REQUIRED ACTION: Look in the material below for the line with "fn default() ->" and the line with "let config_dir = dirs::config_dir()", then set down exactly those two lines and all lines between, nothing more.

RECORDS FOR THE TASK:
//! Configuration management for linear-context.

use crate::error::{LinearError, Result};
use serde::{Deserialize, Serialize};
use std::path::{Path, PathBuf};

/// Default Linear GraphQL endpoint.
pub const DEFAULT_API_URL: &str = "https://api.linear.app/graphql";

/// Environment variable holding the API key.
pub const API_KEY_ENV: &str = "LINEAR_API_KEY";

/// Main configuration structure.
#[derive(Debug, Clone, Serialize, Deserialize)]
pub struct Config {
    /// GraphQL endpoint.
    #[serde(default = "default_api_url")]
    pub api_url: String,

    /// API key (or environment variable name if prefixed with $).
    #[serde(default = "default_api_key")]
    pub api_key: String,
}

fn default_api_url() -> String {
    DEFAULT_API_URL.to_string()
}

fn default_api_key() -> String {
    format!("${}", API_KEY_ENV)
}

impl Default for Config {
    fn default() -> Self {
        Self {
            api_url: default_api_url(),
            api_key: default_api_key(),
        }
    }
}

impl Config {
    /// Get the default config file path.
    pub fn default_path() -> Result<PathBuf> {
        let config_dir = dirs::config_dir()
            .ok_or_else(|| LinearError::Config("Could not find config directory".to_string()))?;

        Ok(config_dir.join("linear-context").join("config.toml"))
    }

    /// Load configuration from a specific path. A missing file yields defaults.
    pub fn load_from(path: &Path) -> Result<Self> {
        if !path.exists() {
            return Ok(Self::default());
        }

        let content = std::fs::read_to_string(path)?;
        let config: Config = toml::from_str(&content)?;
        Ok(config)
    }

    /// Resolve the API key, failing when it is unset or empty.
    pub fn credential(&self) -> Result<String> {
        match resolve_env(&self.api_key) {
            Some(key) if !key.trim().is_empty() => Ok(key),
            _ => Err(LinearError::Config(match self.api_key.strip_prefix('$') {
                Some(var) => format!("{} environment variable is not set", var),
                None => "api_key is empty".to_string(),
            })),
        }
    }
}

/// Resolve environment variable references (values starting with $).
fn resolve_env(value: &str) -> Option<String> {
    match value.strip_prefix('$') {
        Some(var_name) => match std::env::var(var_name) {
            Ok(v) => Some(v),
            Err(_) => {
                tracing::warn!("Environment variable {} not set", var_name);
                None
            }
        },
        None => Some(value.to_string()),
    }
}

#[cfg(test)]
mod tests {
    use super::*;

    #[test]
    fn test_default_config() {
        let config = Config::default();
        assert_eq!(config.api_url, DEFAULT_API_URL);
        assert_eq!(config.api_key, "$LINEAR_API_KEY");
    }

    #[test]
    fn test_literal_credential() {
        let config = Config {
            api_key: "lin_api_literal".to_string(),
            ..Config::default()
        };
        assert_eq!(config.credential().unwrap(), "lin_api_literal");
    }

    #[test]
    fn test_env_credential() {
        std::env::set_var("TEST_LINEAR_CONTEXT_KEY", "lin_api_from_env");
        let config = Config {
            api_key: "$TEST_LINEAR_CONTEXT_KEY".to_string(),
            ..Config::default()
        };
        assert_eq!(config.credential().unwrap(), "lin_api_from_env");
        std::env::remove_var("TEST_LINEAR_CONTEXT_KEY");
    }

    #[test]
    fn test_missing_credential_is_config_error() {
        let config = Config {
            api_key: "$NONEXISTENT_LINEAR_VAR_12345".to_string(),
            ..Config::default()
        };
        let err = config.credential().unwrap_err();
        assert!(matches!(err, LinearError::Config(_)));
        assert!(err.to_string().contains("NONEXISTENT_LINEAR_VAR_12345"));
    }

    #[test]
    fn test_empty_literal_credential() {
        let config = Config {
            api_key: "  ".to_string(),
            ..Config::default()
        };
        assert!(config.credential().is_err());
    }

    #[test]
    fn test_load_missing_file_gives_defaults() {
        let config = Config::load_from(Path::new("/nonexistent/linear-context.toml")).unwrap();
        assert_eq!(config.api_url, DEFAULT_API_URL);
    }

    #[test]
    fn test_partial_file_fills_defaults() {
        let config: Config = toml::from_str(r#"api_url = "http://example.test""#).unwrap();
        assert_eq!(config.api_url, "http://example.test");
        assert_eq!(config.api_key, "$LINEAR_API_KEY");
    }
}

RESULT:
    fn default() -> Self {
        Self {
            api_url: default_api_url(),
            api_key: default_api_key(),
        }
    }
}

impl Config {
    /// Get the default config file path.
    pub fn default_path() -> Result<PathBuf> {
        let config_dir = dirs::config_dir()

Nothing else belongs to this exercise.